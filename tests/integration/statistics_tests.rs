//! Aggregator properties: totality on empty input, inclusive window
//! boundaries, and the documented relationships between totals and averages.

use chrono::{DateTime, Duration, Utc};
use halcyon_core::models::record::{Record, RecordCategory, DEFAULT_MOOD_INTENSITY};
use halcyon_core::models::statistics::{
    ActivityStatistics, JournalStatistics, MoodStatistics, SleepStatistics,
};
use halcyon_core::services::statistics_service::{
    calculate_activity_statistics, calculate_journal_statistics, calculate_mood_statistics,
    calculate_sleep_statistics,
};
use serde_json::{json, Map as JsonMap, Value as JsonValue};

fn record(
    category: RecordCategory,
    created_at: DateTime<Utc>,
    pairs: &[(&str, JsonValue)],
) -> Record {
    let mut fields = JsonMap::new();
    for (key, value) in pairs {
        fields.insert(key.to_string(), value.clone());
    }
    Record {
        id: uuid::Uuid::new_v4().to_string(),
        user_id: "user-1".to_string(),
        category,
        created_at,
        updated_at: created_at,
        fields,
    }
}

fn sleep_record(created_at: DateTime<Utc>, duration_hours: f64) -> Record {
    record(
        RecordCategory::SleepSessions,
        created_at,
        &[("durationHours", json!(duration_hours))],
    )
}

#[test]
fn average_times_count_matches_total_within_tolerance() {
    let now = Utc::now();
    let durations = [7.5, 6.25, 8.0, 5.9, 9.1, 4.75];
    let records: Vec<Record> = durations
        .iter()
        .enumerate()
        .map(|(index, duration)| sleep_record(now - Duration::hours(index as i64), *duration))
        .collect();

    let stats = calculate_sleep_statistics(&records, now);
    let reconstructed = stats.average_duration * stats.total_sessions as f64;
    assert!(
        (reconstructed - stats.total_duration).abs() < 0.1,
        "average * count = {reconstructed} should match total {}",
        stats.total_duration
    );
}

#[test]
fn empty_inputs_return_documented_default_shapes() {
    let now = Utc::now();

    assert_eq!(
        calculate_sleep_statistics(&[], now),
        SleepStatistics::default()
    );
    assert_eq!(
        calculate_journal_statistics(&[], now),
        JournalStatistics::default()
    );
    assert_eq!(calculate_mood_statistics(&[]), MoodStatistics::default());
    assert_eq!(
        calculate_activity_statistics(&[], now),
        ActivityStatistics::default()
    );
}

#[test]
fn single_sleep_session_of_eight_and_a_half_hours() {
    let now = Utc::now();
    let records = vec![sleep_record(now - Duration::hours(1), 8.5)];

    let stats = calculate_sleep_statistics(&records, now);
    assert_eq!(stats.total_sessions, 1);
    assert_eq!(stats.average_duration, 8.5);
    assert_eq!(stats.longest_session, 8.5);
    assert_eq!(stats.shortest_session, 8.5);
}

#[test]
fn sleep_windows_are_inclusive_of_the_boundary() {
    let now = Utc::now();
    let records = vec![
        sleep_record(now - Duration::days(3), 7.0),
        sleep_record(now - Duration::days(7), 6.0),
        sleep_record(now - Duration::days(10), 8.0),
        sleep_record(now - Duration::days(40), 5.0),
    ];

    let stats = calculate_sleep_statistics(&records, now);
    assert_eq!(stats.total_sessions, 4);
    assert_eq!(stats.sessions_last_7_days, 2);
    assert_eq!(stats.sessions_last_30_days, 3);
}

#[test]
fn sleep_extremes_track_min_and_max() {
    let now = Utc::now();
    let records = vec![
        sleep_record(now, 7.0),
        sleep_record(now, 4.5),
        sleep_record(now, 9.25),
    ];

    let stats = calculate_sleep_statistics(&records, now);
    assert_eq!(stats.longest_session, 9.25);
    assert_eq!(stats.shortest_session, 4.5);
}

#[test]
fn journal_average_word_count_spans_all_fetched_entries() {
    let now = Utc::now();
    let records = vec![
        record(
            RecordCategory::JournalEntries,
            now - Duration::days(1),
            &[("body", json!("took a long walk by the river"))],
        ),
        record(
            RecordCategory::JournalEntries,
            now - Duration::days(9),
            &[("body", json!("quiet day"))],
        ),
    ];

    let stats = calculate_journal_statistics(&records, now);
    assert_eq!(stats.total_entries, 2);
    assert_eq!(stats.entries_last_7_days, 1);
    assert_eq!(stats.entries_last_30_days, 2);
    // (7 + 2) words over 2 entries
    assert_eq!(stats.average_word_count, 4.5);
}

#[test]
fn journal_entry_without_body_counts_zero_words() {
    let now = Utc::now();
    let records = vec![
        record(RecordCategory::JournalEntries, now, &[]),
        record(
            RecordCategory::JournalEntries,
            now,
            &[("body", json!("two words"))],
        ),
    ];

    let stats = calculate_journal_statistics(&records, now);
    assert_eq!(stats.average_word_count, 1.0);
}

#[test]
fn most_frequent_mood_breaks_ties_left_to_right() {
    let now = Utc::now();
    let records = vec![
        record(RecordCategory::MoodEntries, now, &[("mood", json!("tired"))]),
        record(RecordCategory::MoodEntries, now, &[("mood", json!("happy"))]),
        record(RecordCategory::MoodEntries, now, &[("mood", json!("happy"))]),
        record(RecordCategory::MoodEntries, now, &[("mood", json!("tired"))]),
    ];

    let stats = calculate_mood_statistics(&records);
    assert_eq!(stats.most_frequent_mood, "tired");
    assert_eq!(stats.total_entries, 4);
}

#[test]
fn missing_mood_intensity_defaults_to_midpoint() {
    let now = Utc::now();
    let records = vec![
        record(RecordCategory::MoodEntries, now, &[("mood", json!("calm"))]),
        record(
            RecordCategory::MoodEntries,
            now,
            &[("mood", json!("calm")), ("intensity", json!(3.0))],
        ),
    ];

    let stats = calculate_mood_statistics(&records);
    assert_eq!(
        stats.average_intensity,
        (DEFAULT_MOOD_INTENSITY + 3.0) / 2.0
    );
}

#[test]
fn corrupt_mood_entry_does_not_abort_the_computation() {
    let now = Utc::now();
    let records = vec![
        record(
            RecordCategory::MoodEntries,
            now,
            &[("mood", json!(17)), ("intensity", json!("high"))],
        ),
        record(
            RecordCategory::MoodEntries,
            now,
            &[("mood", json!("content")), ("intensity", json!(6.0))],
        ),
    ];

    let stats = calculate_mood_statistics(&records);
    assert_eq!(stats.total_entries, 2);
    assert_eq!(stats.average_intensity, (DEFAULT_MOOD_INTENSITY + 6.0) / 2.0);
}

#[test]
fn activity_breakdown_groups_per_type_with_averages() {
    let now = Utc::now();
    let records = vec![
        record(
            RecordCategory::ActivitySessions,
            now - Duration::days(1),
            &[("activityType", json!("running")), ("durationMinutes", json!(30.0))],
        ),
        record(
            RecordCategory::ActivitySessions,
            now - Duration::days(2),
            &[("activityType", json!("running")), ("durationMinutes", json!(50.0))],
        ),
        record(
            RecordCategory::ActivitySessions,
            now - Duration::days(10),
            &[("activityType", json!("yoga")), ("durationMinutes", json!(45.0))],
        ),
    ];

    let stats = calculate_activity_statistics(&records, now);
    assert_eq!(stats.total_sessions, 3);
    assert_eq!(stats.sessions_last_7_days, 2);

    assert_eq!(stats.type_breakdown.len(), 2);
    assert_eq!(stats.type_breakdown[0].activity_type, "running");
    assert_eq!(stats.type_breakdown[0].sessions, 2);
    assert_eq!(stats.type_breakdown[0].average_duration, 40.0);
    assert_eq!(stats.type_breakdown[1].activity_type, "yoga");
    assert_eq!(stats.type_breakdown[1].sessions, 1);
}

#[test]
fn activity_without_type_lands_in_the_unknown_bucket() {
    let now = Utc::now();
    let records = vec![
        record(
            RecordCategory::ActivitySessions,
            now,
            &[("durationMinutes", json!(20.0))],
        ),
        record(
            RecordCategory::ActivitySessions,
            now,
            &[("activityType", json!("walking")), ("durationMinutes", json!(25.0))],
        ),
    ];

    let stats = calculate_activity_statistics(&records, now);
    assert_eq!(stats.type_breakdown[0].activity_type, "unknown");
    assert_eq!(stats.type_breakdown[0].sessions, 1);
}
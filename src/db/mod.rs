use std::fs;
use std::path::{Path, PathBuf};
use std::time::Duration;

use rusqlite::Connection;
use tracing::{debug, info};

use crate::error::AppResult;

pub mod migrations;

pub mod repositories;

const SCHEMA_SQL: &str = include_str!("schema.sql");

#[derive(Clone, Debug)]
pub struct DbPool {
    path: PathBuf,
}

impl DbPool {
    pub fn new<P: Into<PathBuf>>(path: P) -> AppResult<Self> {
        let path = path.into();
        info!(db_path = %path.display(), "initializing offline cache database");
        if let Some(parent) = path.parent() {
            if !parent.exists() {
                fs::create_dir_all(parent)?;
            }
        }

        let pool = Self { path };
        {
            pool.get_connection()?;
        }

        Ok(pool)
    }

    pub fn get_connection(&self) -> AppResult<Connection> {
        let mut conn = Connection::open(&self.path)?;
        configure_connection(&mut conn)?;
        conn.execute_batch(SCHEMA_SQL)?;
        migrations::run(&conn)?;
        debug!(db_path = %self.path.display(), "offline cache connection ready");
        Ok(conn)
    }

    pub fn with_connection<F, T>(&self, callback: F) -> AppResult<T>
    where
        F: FnOnce(&Connection) -> AppResult<T>,
    {
        let conn = self.get_connection()?;
        callback(&conn)
    }

    pub fn path(&self) -> &Path {
        &self.path
    }
}

fn configure_connection(conn: &mut Connection) -> AppResult<()> {
    conn.busy_timeout(Duration::from_secs(5))?;
    conn.pragma_update(None, "foreign_keys", &1)?;
    conn.pragma_update(None, "journal_mode", &"WAL")?;
    Ok(())
}
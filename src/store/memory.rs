use std::collections::HashMap;
use std::sync::atomic::{AtomicBool, Ordering};
use std::sync::RwLock;

use async_trait::async_trait;
use chrono::Utc;
use serde_json::{Map as JsonMap, Value as JsonValue};
use tracing::debug;
use uuid::Uuid;

use crate::error::{AppError, AppResult};
use crate::models::record::RecordCategory;
use crate::store::{CollectionPath, DocumentStore, ListQuery, StoredDocument};

#[derive(Default)]
struct MemoryState {
    collections: HashMap<(String, RecordCategory), Vec<StoredDocument>>,
    roots: HashMap<String, JsonMap<String, JsonValue>>,
}

/// In-process store twin used by tests and offline development. Ids and
/// timestamps are assigned locally; `delete_user_tree` is all-or-nothing
/// under one write lock.
#[derive(Default)]
pub struct MemoryDocumentStore {
    state: RwLock<MemoryState>,
    offline: AtomicBool,
}

impl MemoryDocumentStore {
    pub fn new() -> Self {
        Self::default()
    }

    /// While offline, every operation fails with the recoverable
    /// `Unavailable` condition, mimicking a dropped connection.
    pub fn set_offline(&self, offline: bool) {
        self.offline.store(offline, Ordering::SeqCst);
    }

    fn ensure_online(&self) -> AppResult<()> {
        if self.offline.load(Ordering::SeqCst) {
            Err(AppError::unavailable("内存存储处于离线模式"))
        } else {
            Ok(())
        }
    }

    fn matches_filter(document: &StoredDocument, filter: &Option<(String, String)>) -> bool {
        match filter {
            Some((field, value)) => document
                .fields
                .get(field)
                .and_then(JsonValue::as_str)
                .map(|actual| actual == value)
                .unwrap_or(false),
            None => true,
        }
    }
}

#[async_trait]
impl DocumentStore for MemoryDocumentStore {
    async fn insert(
        &self,
        path: &CollectionPath,
        fields: JsonMap<String, JsonValue>,
    ) -> AppResult<StoredDocument> {
        self.ensure_online()?;
        let now = Utc::now();
        let document = StoredDocument {
            id: Uuid::new_v4().to_string(),
            created_at: now,
            updated_at: now,
            fields,
        };

        let mut state = self
            .state
            .write()
            .map_err(|_| AppError::other("内存存储锁已损坏"))?;
        state
            .collections
            .entry((path.uid.clone(), path.category))
            .or_default()
            .push(document.clone());

        debug!(
            target: "app::store::memory",
            collection = %path.relative(),
            id = %document.id,
            "inserted document"
        );

        Ok(document)
    }

    async fn list(
        &self,
        path: &CollectionPath,
        query: &ListQuery,
    ) -> AppResult<Vec<StoredDocument>> {
        self.ensure_online()?;
        let state = self
            .state
            .read()
            .map_err(|_| AppError::other("内存存储锁已损坏"))?;

        let mut documents: Vec<StoredDocument> = state
            .collections
            .get(&(path.uid.clone(), path.category))
            .map(|docs| {
                docs.iter()
                    .filter(|doc| Self::matches_filter(doc, &query.field_equals))
                    .cloned()
                    .collect()
            })
            .unwrap_or_default();

        documents.sort_by(|a, b| b.created_at.cmp(&a.created_at));
        documents.truncate(query.limit);
        Ok(documents)
    }

    async fn update(
        &self,
        path: &CollectionPath,
        id: &str,
        patch: JsonMap<String, JsonValue>,
    ) -> AppResult<bool> {
        self.ensure_online()?;
        let mut state = self
            .state
            .write()
            .map_err(|_| AppError::other("内存存储锁已损坏"))?;

        let Some(documents) = state.collections.get_mut(&(path.uid.clone(), path.category))
        else {
            return Ok(false);
        };

        match documents.iter_mut().find(|doc| doc.id == id) {
            Some(document) => {
                for (key, value) in patch {
                    document.fields.insert(key, value);
                }
                document.updated_at = Utc::now();
                Ok(true)
            }
            None => Ok(false),
        }
    }

    async fn delete(&self, path: &CollectionPath, id: &str) -> AppResult<bool> {
        self.ensure_online()?;
        let mut state = self
            .state
            .write()
            .map_err(|_| AppError::other("内存存储锁已损坏"))?;

        let Some(documents) = state.collections.get_mut(&(path.uid.clone(), path.category))
        else {
            return Ok(false);
        };

        let before = documents.len();
        documents.retain(|doc| doc.id != id);
        Ok(documents.len() < before)
    }

    async fn read_root(&self, uid: &str) -> AppResult<Option<JsonMap<String, JsonValue>>> {
        self.ensure_online()?;
        let state = self
            .state
            .read()
            .map_err(|_| AppError::other("内存存储锁已损坏"))?;
        Ok(state.roots.get(uid).cloned())
    }

    async fn merge_root(&self, uid: &str, patch: JsonMap<String, JsonValue>) -> AppResult<()> {
        self.ensure_online()?;
        let mut state = self
            .state
            .write()
            .map_err(|_| AppError::other("内存存储锁已损坏"))?;

        let root = state.roots.entry(uid.to_string()).or_default();
        for (key, value) in patch {
            root.insert(key, value);
        }
        Ok(())
    }

    async fn delete_user_tree(&self, uid: &str) -> AppResult<()> {
        self.ensure_online()?;
        let mut state = self
            .state
            .write()
            .map_err(|_| AppError::other("内存存储锁已损坏"))?;

        state.collections.retain(|(owner, _), _| owner != uid);
        state.roots.remove(uid);

        debug!(target: "app::store::memory", uid = %uid, "deleted user tree");
        Ok(())
    }
}
use std::collections::HashMap;
use std::sync::Arc;

use chrono::{DateTime, Duration, Utc};
use tracing::debug;

use crate::error::AppResult;
use crate::models::record::{Record, RecordCategory};
use crate::models::statistics::{
    ActivityStatistics, ActivityTypeStats, CategoryAggregates, JournalStatistics, MoodStatistics,
    SleepStatistics,
};
use crate::services::record_service::RecordService;
use crate::store::ListQuery;

/// Stateless aggregate computations. Every function is total: empty input
/// yields the zero-valued default shape, malformed fields fall back to the
/// record accessors' defaults, and nothing here performs I/O.

pub fn calculate_sleep_statistics(
    records: &[Record],
    reference: DateTime<Utc>,
) -> SleepStatistics {
    if records.is_empty() {
        return SleepStatistics::default();
    }

    let week_boundary = reference - Duration::days(7);
    let month_boundary = reference - Duration::days(30);

    let mut total_duration = 0.0;
    let mut longest = f64::NEG_INFINITY;
    let mut shortest = f64::INFINITY;
    let mut sessions_last_7_days = 0;
    let mut sessions_last_30_days = 0;

    for record in records {
        let duration = record.duration_hours();
        total_duration += duration;
        longest = longest.max(duration);
        shortest = shortest.min(duration);

        if record.created_at >= week_boundary {
            sessions_last_7_days += 1;
        }
        if record.created_at >= month_boundary {
            sessions_last_30_days += 1;
        }
    }

    SleepStatistics {
        total_sessions: records.len(),
        total_duration,
        average_duration: total_duration / records.len() as f64,
        longest_session: longest,
        shortest_session: shortest,
        sessions_last_7_days,
        sessions_last_30_days,
    }
}

pub fn calculate_journal_statistics(
    records: &[Record],
    reference: DateTime<Utc>,
) -> JournalStatistics {
    if records.is_empty() {
        return JournalStatistics::default();
    }

    let week_boundary = reference - Duration::days(7);
    let month_boundary = reference - Duration::days(30);

    let mut entries_last_7_days = 0;
    let mut entries_last_30_days = 0;
    let mut total_words = 0usize;

    for record in records {
        total_words += record.word_count();
        if record.created_at >= week_boundary {
            entries_last_7_days += 1;
        }
        if record.created_at >= month_boundary {
            entries_last_30_days += 1;
        }
    }

    JournalStatistics {
        total_entries: records.len(),
        entries_last_7_days,
        entries_last_30_days,
        average_word_count: total_words as f64 / records.len() as f64,
    }
}

pub fn calculate_mood_statistics(records: &[Record]) -> MoodStatistics {
    if records.is_empty() {
        return MoodStatistics::default();
    }

    // Ties break toward the label seen first in a left-to-right scan.
    let mut occurrences: HashMap<&str, (usize, usize)> = HashMap::new();
    let mut total_intensity = 0.0;

    for (index, record) in records.iter().enumerate() {
        total_intensity += record.mood_intensity();
        let entry = occurrences.entry(record.mood()).or_insert((0, index));
        entry.0 += 1;
    }

    let most_frequent_mood = occurrences
        .iter()
        .min_by_key(|(_, value)| (std::cmp::Reverse(value.0), value.1))
        .map(|(mood, _)| mood.to_string())
        .unwrap_or_default();

    MoodStatistics {
        total_entries: records.len(),
        most_frequent_mood,
        average_intensity: total_intensity / records.len() as f64,
    }
}

pub fn calculate_activity_statistics(
    records: &[Record],
    reference: DateTime<Utc>,
) -> ActivityStatistics {
    if records.is_empty() {
        return ActivityStatistics::default();
    }

    let week_boundary = reference - Duration::days(7);

    let mut order: Vec<String> = Vec::new();
    let mut per_type: HashMap<String, (usize, f64)> = HashMap::new();
    let mut sessions_last_7_days = 0;

    for record in records {
        let activity_type = record.activity_type().to_string();
        if !per_type.contains_key(&activity_type) {
            order.push(activity_type.clone());
        }
        let entry = per_type.entry(activity_type).or_insert((0, 0.0));
        entry.0 += 1;
        entry.1 += record.duration_minutes();

        if record.created_at >= week_boundary {
            sessions_last_7_days += 1;
        }
    }

    let type_breakdown = order
        .into_iter()
        .map(|activity_type| {
            let (sessions, total_duration) = per_type[&activity_type];
            ActivityTypeStats {
                activity_type,
                sessions,
                average_duration: total_duration / sessions as f64,
            }
        })
        .collect();

    ActivityStatistics {
        total_sessions: records.len(),
        sessions_last_7_days,
        type_breakdown,
    }
}

/// Fetches bounded record windows through the record store and computes the
/// four category aggregates.
pub struct StatisticsService {
    records: Arc<RecordService>,
}

impl StatisticsService {
    pub fn new(records: Arc<RecordService>) -> Self {
        Self { records }
    }

    pub async fn collect(&self) -> AppResult<CategoryAggregates> {
        self.collect_with_reference(Utc::now()).await
    }

    pub async fn collect_with_reference(
        &self,
        reference: DateTime<Utc>,
    ) -> AppResult<CategoryAggregates> {
        let sleep = self
            .records
            .list(RecordCategory::SleepSessions, ListQuery::default())
            .await?;
        let journal = self
            .records
            .list(RecordCategory::JournalEntries, ListQuery::default())
            .await?;
        let mood = self
            .records
            .list(RecordCategory::MoodEntries, ListQuery::default())
            .await?;
        let activity = self
            .records
            .list(RecordCategory::ActivitySessions, ListQuery::default())
            .await?;

        debug!(
            target: "app::stats",
            sleep = sleep.len(),
            journal = journal.len(),
            mood = mood.len(),
            activity = activity.len(),
            "collected aggregate windows"
        );

        Ok(CategoryAggregates {
            sleep: calculate_sleep_statistics(&sleep, reference),
            journal: calculate_journal_statistics(&journal, reference),
            mood: calculate_mood_statistics(&mood),
            activity: calculate_activity_statistics(&activity, reference),
        })
    }
}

######

Within the entries above, count each line holding the string "nothing". Give only the result.

*ANSWER AREA*
2